First, we must create a client tied to a components endpoint, we can do this using the labels defined above. Here we are getting a client tied to the `generate` endpoint of the `VllmWorker` component.

```python
client = namespace('dynamo').component('VllmWorker').endpoint('generate').client()
```

We can then use the default routing methods exposed by the client class to send requests to the `VllmWorker` component.
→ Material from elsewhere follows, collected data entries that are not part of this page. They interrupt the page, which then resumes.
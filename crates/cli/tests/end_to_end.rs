//! End-to-end scenarios driven against the built `oclc` binary, each one
//! a source program run to its process exit with stdout/stderr captured.

use std::io::Write;
use std::process::Command;

fn run(source: &str) -> (i32, String, String) {
    let mut file = tempfile::Builder::new().suffix(".ocl").tempfile().unwrap();
    write!(file, "{}", source).unwrap();

    let output = Command::new(env!("CARGO_BIN_EXE_oclc"))
        .arg(file.path())
        .output()
        .expect("failed to run oclc");

    (
        output.status.code().unwrap_or(-1),
        String::from_utf8_lossy(&output.stdout).into_owned(),
        String::from_utf8_lossy(&output.stderr).into_owned(),
    )
}

#[test]
fn arithmetic_and_print() {
    let (code, stdout, _) = run("func int main() { print(1 + 2 * 3); return 0; }");
    assert_eq!(stdout, "7\n");
    assert_eq!(code, 0);
}

#[test]
fn control_flow_while_loop() {
    let (code, stdout, _) = run(
        "func int main() { Let i:Int = 0; while (i < 3) { print(i); i = i + 1; } return 0; }",
    );
    assert_eq!(stdout, "0\n1\n2\n");
    assert_eq!(code, 0);
}

#[test]
fn recursive_fibonacci() {
    let (code, stdout, _) = run(
        "func int fib(n:Int) { if (n < 2) { return n; } return fib(n-1) + fib(n-2); } \
         func int main() { print(fib(10)); return 0; }",
    );
    assert_eq!(stdout, "55\n");
    assert_eq!(code, 0);
}

#[test]
fn string_reassignment_ownership_regression() {
    let (code, stdout, _) = run(
        r#"func int main() { Let s:String = "hello"; s = s + " world"; print(s); return 0; }"#,
    );
    assert_eq!(stdout, "hello world\n");
    assert_eq!(code, 0);
}

#[test]
fn return_of_a_borrowed_local_regression() {
    let (code, stdout, _) = run(
        r#"func String greet() { Let s:String = "hi"; return s; } func int main() { print(greet()); return 0; }"#,
    );
    assert_eq!(stdout, "hi\n");
    assert_eq!(code, 0);
}

#[test]
fn failed_assertion_halts_with_message_and_exit_one() {
    let (code, _, stderr) = run(r#"assert(false, "bad")"#);
    assert_eq!(code, 1);
    assert!(stderr.contains("ASSERTION FAILED: bad"));
}

#[test]
fn printf_format_specifiers() {
    let (code, stdout, _) = run(r#"printf("%d %s %b\n", 42, "x", true)"#);
    assert_eq!(stdout, "42 x true\n");
    assert_eq!(code, 0);
}

#[test]
fn time_flag_prints_report_to_stderr() {
    let mut file = tempfile::Builder::new().suffix(".ocl").tempfile().unwrap();
    write!(file, "return 0").unwrap();

    let output = Command::new(env!("CARGO_BIN_EXE_oclc"))
        .arg("--time")
        .arg(file.path())
        .output()
        .expect("failed to run oclc");

    let stderr = String::from_utf8_lossy(&output.stderr);
    assert!(stderr.contains("[time]"));
    assert_eq!(output.status.code(), Some(0));
}

#[test]
fn missing_file_reports_error_and_exits_one() {
    let output = Command::new(env!("CARGO_BIN_EXE_oclc"))
        .arg("/nonexistent/path/does-not-exist.ocl")
        .output()
        .expect("failed to run oclc");
    assert_eq!(output.status.code(), Some(1));
}
use crate::ast::{BuiltinType, Expr, Param, Program, Stmt, TypeNode};
use crate::diagnostics::{ErrorCollector, ErrorKind};
use crate::token::{Literal, Token, TokenType};

/// Binding power of a binary operator token. Higher binds tighter.
fn infix_binding_power(ttype: TokenType) -> Option<(u8, u8)> {
    use TokenType::*;
    Some(match ttype {
        PipePipe => (1, 2),
        AmpAmp => (3, 4),
        EqualEqual | BangEqual => (5, 6),
        Less | LessEqual | Greater | GreaterEqual => (7, 8),
        Plus | Minus => (9, 10),
        Star | Slash | Percent => (11, 12),
        _ => return None,
    })
}

fn op_lexeme(ttype: TokenType) -> &'static str {
    use TokenType::*;
    match ttype {
        PipePipe => "||",
        AmpAmp => "&&",
        EqualEqual => "==",
        BangEqual => "!=",
        Less => "<",
        LessEqual => "<=",
        Greater => ">",
        GreaterEqual => ">=",
        Plus => "+",
        Minus => "-",
        Star => "*",
        Slash => "/",
        Percent => "%",
        _ => unreachable!("not a binary operator token"),
    }
}

/// Type names recognized for the "C-style" declaration shapes (`Int x`,
/// `func Int main()`), distinguishing a type-led declaration from a plain
/// expression statement or a `func` with no declared return type.
fn is_type_name(lexeme: &str) -> bool {
    matches!(
        lexeme,
        "int" | "Int" | "float" | "Float" | "string" | "String" | "bool" | "Bool" | "char" | "Char" | "void" | "Void"
    )
}

pub struct Parser<'a> {
    tokens: Vec<Token>,
    pos: usize,
    errors: &'a mut ErrorCollector,
}
//! The builtin catalogue: numeric ids, names, and arities shared by the
//! code generator (which needs to resolve a call's name to an id at
//! compile time) and the VM's dispatch table (which needs to resolve an
//! id back to a name for diagnostics). Ids are fixed by the original
//! reference implementation and must not be renumbered.

#[derive(Debug, Clone, Copy, PartialEq, Eq)]
pub enum Arity {
    Exact(usize),
    Range(usize, usize),
    Min(usize),
}

impl Arity {
    pub fn accepts(&self, argc: usize) -> bool {
        match *self {
            Arity::Exact(n) => argc == n,
            Arity::Range(lo, hi) => argc >= lo && argc <= hi,
            Arity::Min(lo) => argc >= lo,
        }
    }
}

pub struct BuiltinEntry {
    pub id: u32,
    pub name: &'static str,
    pub arity: Arity,
}

macro_rules! builtins {
    ($($id:expr => $name:expr, $arity:expr;)*) => {
        pub const BUILTINS: &[BuiltinEntry] = &[
            $(BuiltinEntry { id: $id, name: $name, arity: $arity },)*
        ];
    };
}

builtins! {
    1  => "print",        Arity::Min(1);
    2  => "printf",       Arity::Min(1);
    3  => "input",        Arity::Exact(0);
    4  => "readLine",     Arity::Exact(0);
    10 => "abs",          Arity::Exact(1);
    11 => "sqrt",         Arity::Exact(1);
    12 => "pow",          Arity::Exact(2);
    13 => "sin",          Arity::Exact(1);
    14 => "cos",          Arity::Exact(1);
    15 => "tan",          Arity::Exact(1);
    16 => "floor",        Arity::Exact(1);
    17 => "ceil",         Arity::Exact(1);
    18 => "round",        Arity::Exact(1);
    19 => "max",          Arity::Min(0);
    20 => "min",          Arity::Min(0);
    30 => "strLen",       Arity::Exact(1);
    31 => "substr",       Arity::Range(2, 3);
    32 => "toUpperCase",  Arity::Exact(1);
    33 => "toLowerCase",  Arity::Exact(1);
    34 => "strContains",  Arity::Exact(2);
    35 => "strIndexOf",   Arity::Exact(2);
    36 => "strReplace",   Arity::Exact(3);
    37 => "strTrim",      Arity::Exact(1);
    38 => "strSplit",     Arity::Exact(2);
    40 => "toInt",        Arity::Exact(1);
    41 => "toFloat",      Arity::Exact(1);
    42 => "toString",     Arity::Exact(1);
    43 => "toBool",       Arity::Exact(1);
    44 => "typeOf",       Arity::Exact(1);
    50 => "exit",         Arity::Range(0, 1);
    51 => "assert",       Arity::Range(1, 2);
    52 => "isNull",       Arity::Exact(1);
    53 => "isInt",        Arity::Exact(1);
    54 => "isFloat",      Arity::Exact(1);
    55 => "isString",     Arity::Exact(1);
    56 => "isBool",       Arity::Exact(1);
}

pub fn lookup_by_name(name: &str) -> Option<&'static BuiltinEntry> {
    BUILTINS.iter().find(|b| b.name == name)
}

pub fn lookup_by_id(id: u32) -> Option<&'static BuiltinEntry> {
    BUILTINS.iter().find(|b| b.id == id)
}

#[cfg(test)]
mod tests {
    use super::*;

    #[test]
    fn ids_match_reference_numbering() {
        assert_eq!(lookup_by_name("print").unwrap().id, 1);
        assert_eq!(lookup_by_name("abs").unwrap().id, 10);
        assert_eq!(lookup_by_name("strLen").unwrap().id, 30);
        assert_eq!(lookup_by_name("toInt").unwrap().id, 40);
        assert_eq!(lookup_by_name("exit").unwrap().id, 50);
    }

    #[test]
    fn substr_accepts_two_or_three_args() {
        let e = lookup_by_name("substr").unwrap();
        assert!(e.arity.accepts(2));
        assert!(e.arity.accepts(3));
        assert!(!e.arity.accepts(1));
    }

    #[test]
    fn round_trip_by_id() {
        let e = lookup_by_id(44).unwrap();
        assert_eq!(e.name, "typeOf");
    }
}
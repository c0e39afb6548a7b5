//! Diagnostic collection, shared by every compiler phase.
//!
//! Mirrors the reference `ErrorCollector`: each phase appends its findings
//! here rather than failing fast, and the driver only halts between phases
//! once a phase leaves the collector non-empty.

use std::fmt;

use ocl_core::SourceLocation;

#[derive(Debug, Clone, Copy, PartialEq, Eq)]
pub enum ErrorKind {
    Lexer,
    Parser,
    TypeChecker,
    Runtime,
}

impl ErrorKind {
    fn label(&self) -> &'static str {
        match self {
            ErrorKind::Lexer => "LEXER ERROR",
            ErrorKind::Parser => "PARSE ERROR",
            ErrorKind::TypeChecker => "TYPE ERROR",
            ErrorKind::Runtime => "RUNTIME ERROR",
        }
    }
}

#[derive(Debug, Clone)]
pub struct Diagnostic {
    pub kind: ErrorKind,
    pub message: String,
    pub location: Option<SourceLocation>,
}

impl fmt::Display for Diagnostic {
    fn fmt(&self, f: &mut fmt::Formatter<'_>) -> fmt::Result {
        match &self.location {
            Some(loc) => write!(f, "{}: {} [{}]", self.kind.label(), self.message, loc),
            None => write!(f, "{}: {}", self.kind.label(), self.message),
        }
    }
}

#[derive(Debug, Default)]
pub struct ErrorCollector {
    errors: Vec<Diagnostic>,
}

impl ErrorCollector {
    pub fn new() -> Self {
        ErrorCollector::default()
    }

    pub fn add(&mut self, kind: ErrorKind, message: impl Into<String>, location: Option<SourceLocation>) {
        self.errors.push(Diagnostic { kind, message: message.into(), location });
    }

    pub fn has_errors(&self) -> bool {
        !self.errors.is_empty()
    }

    pub fn errors(&self) -> &[Diagnostic] {
        &self.errors
    }

    /// Print every collected diagnostic to stderr, one per line, in the
    /// exact `KIND: message [file:line:column]` wire format.
    pub fn print_all(&self) {
        for err in &self.errors {
            eprintln!("{}", err);
        }
    }
}

#[cfg(test)]
mod tests {
    use super::*;
    use std::rc::Rc;

    #[test]
    fn formats_with_location() {
        let loc = SourceLocation::new(3, 7, Rc::from("a.ocl"));
        let d = Diagnostic { kind: ErrorKind::Parser, message: "unexpected token".into(), location: Some(loc) };
        assert_eq!(d.to_string(), "PARSE ERROR: unexpected token [a.ocl:3:7]");
    }

    #[test]
    fn formats_without_location() {
        let d = Diagnostic { kind: ErrorKind::TypeChecker, message: "bad".into(), location: None };
        assert_eq!(d.to_string(), "TYPE ERROR: bad");
    }

    #[test]
    fn collector_tracks_has_errors() {
        let mut c = ErrorCollector::new();
        assert!(!c.has_errors());
        c.add(ErrorKind::Lexer, "oops", None);
        assert!(c.has_errors());
        assert_eq!(c.errors().len(), 1);
    }
}
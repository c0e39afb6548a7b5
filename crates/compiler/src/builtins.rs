//! Compiler-side view of the shared builtin catalogue (`ocl_core::builtins`).

use ocl_core::builtins::{lookup_by_name, Arity};

/// The arity a builtin call must satisfy, if `name` names a builtin at all.
pub fn builtin_arity(name: &str) -> Option<Arity> {
    lookup_by_name(name).map(|b| b.arity)
}

/// The builtin's numeric id, used by codegen to emit `CallBuiltin`.
pub fn builtin_id(name: &str) -> Option<u32> {
    lookup_by_name(name).map(|b| b.id)
}
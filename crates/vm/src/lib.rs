//! OCL VM: the stack-based bytecode interpreter.
//!
//! # Modules
//!
//! - `frame`: the `CallFrame` pushed/popped by `Call`/`Return`
//! - `vm`: the `Vm` struct and its instruction dispatch loop
//! - `builtins`: the builtin dispatch table, matching `ocl_core::builtins`'
//!   numeric ids to their runtime behavior

pub mod builtins;
pub mod frame;
pub mod vm;

pub use vm::{Vm, FRAMES_MAX, STACK_MAX};
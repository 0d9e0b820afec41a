use std::thread;
use std::time::{Duration, Instant};

/// Monotonic clock abstraction shared by the ingress and output workers.
///
/// - now(): returns a monotonic Instant
/// - sleep(): sleeps for the provided duration (implementations may simulate)
/// - ms_since(): helper to compute elapsed milliseconds from an epoch Instant
pub trait Clock {
    fn now(&self) -> Instant;
    fn sleep(&self, d: Duration);

    /// Milliseconds elapsed since `epoch`, saturating at 0 on underflow.
    fn ms_since(&self, epoch: Instant) -> u64 {
        let dur = self.now().saturating_duration_since(epoch);
        u64::try_from(dur.as_millis()).unwrap_or(u64::MAX)
    }
}

/// Default, real-time monotonic clock backed by std::time::Instant.
#[derive(Debug, Default, Clone, Copy)]
pub struct MonotonicClock;

impl MonotonicClock {
    #[inline]
    pub fn new() -> Self {
        Self
    }
}

impl Clock for MonotonicClock {
    #[inline]
    fn now(&self) -> Instant {
        Instant::now()
    }

    #[inline]
    fn sleep(&self, d: Duration) {
        if d.is_zero() {
            return;
        }
        thread::sleep(d);
    }
}

#[cfg(any(test, feature = "test-util"))]
pub mod test_clock {
    use super::*;
    use std::sync::{Arc, Mutex};

    /// Deterministic test clock whose time can be advanced manually.
    ///
    /// now() = origin + offset
    /// sleep(d) advances internal time by d without actually sleeping.
    #[derive(Debug, Clone)]
    pub struct TestClock {
        origin: Instant,
        offset: Arc<Mutex<Duration>>,
    }

    impl Default for TestClock {
        fn default() -> Self {
            Self::new()
        }
    }

    impl TestClock {
        pub fn new() -> Self {
            Self {
                origin: Instant::now(),
                offset: Arc::new(Mutex::new(Duration::ZERO)),
            }
        }

        /// Advance the clock by the given duration.
        pub fn advance(&self, d: Duration) {
            if let Ok(mut off) = self.offset.lock() {
                *off = off.saturating_add(d);
            }
        }

        /// Set the absolute offset relative to origin.
        pub fn set_offset(&self, d: Duration) {
            if let Ok(mut off) = self.offset.lock() {
                *off = d;
            }
        }
    }

    impl Clock for TestClock {
        fn now(&self) -> Instant {
            let off = self.offset.lock().map(|g| *g).unwrap_or(Duration::ZERO);
            self.origin + off
        }

        fn sleep(&self, d: Duration) {
            self.advance(d);
        }
    }

}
- **Random routing**: Default strategy, available via `client.generate()` or `client.random()`
- **Round-robin routing**: Cycles through available workers via `client.round_robin()`
- **Direct routing**: Explicitly targets a specific worker via `client.direct(input, component_id)`

KV Cache routing uses direct routing with a special worker selection algorithm.

## Understanding KV Cache
The leading Large Language Models (LLMs) today are auto-regressive and based off of the [transformer architecture](https://proceedings.neurips.cc/paper_files/paper/2017/file/3f5ee243547dee91fbd053c1c4a845aa-Paper.pdf). One key inference optimization technique is to cache the already computed keys and values and to reuse them for the future tokens. This is called the [KV Cache](https://developer.nvidia.com/blog/mastering-llm-techniques-inference-optimization/#key-value_caching).

### KV Cache Optimizations
Every inference framework will have a KV Cache for each worker. A popular inference framework library is [vLLM](https://github.com/vllm-project/vllm) where a key contribution was [PagedAttention](https://arxiv.org/abs/2309.06180), which allowed them to manage KV Cache in an efficient way by chunking requests into blocks.

Another popular inference framework, [SGLang](https://github.com/sgl-project/sglang), contributed [RadixAttention](https://arxiv.org/abs/2312.07104) which introduced a
prefix tree which allows for efficient matching, inserting and eviction of KV Cache blocks. The prefix tree structure popularized KV Cache reuse.

In Dynamo, we introduce a KVPublisher which emits KV Cache events that occur at each worker and a KVIndexer which keeps track of these events globally.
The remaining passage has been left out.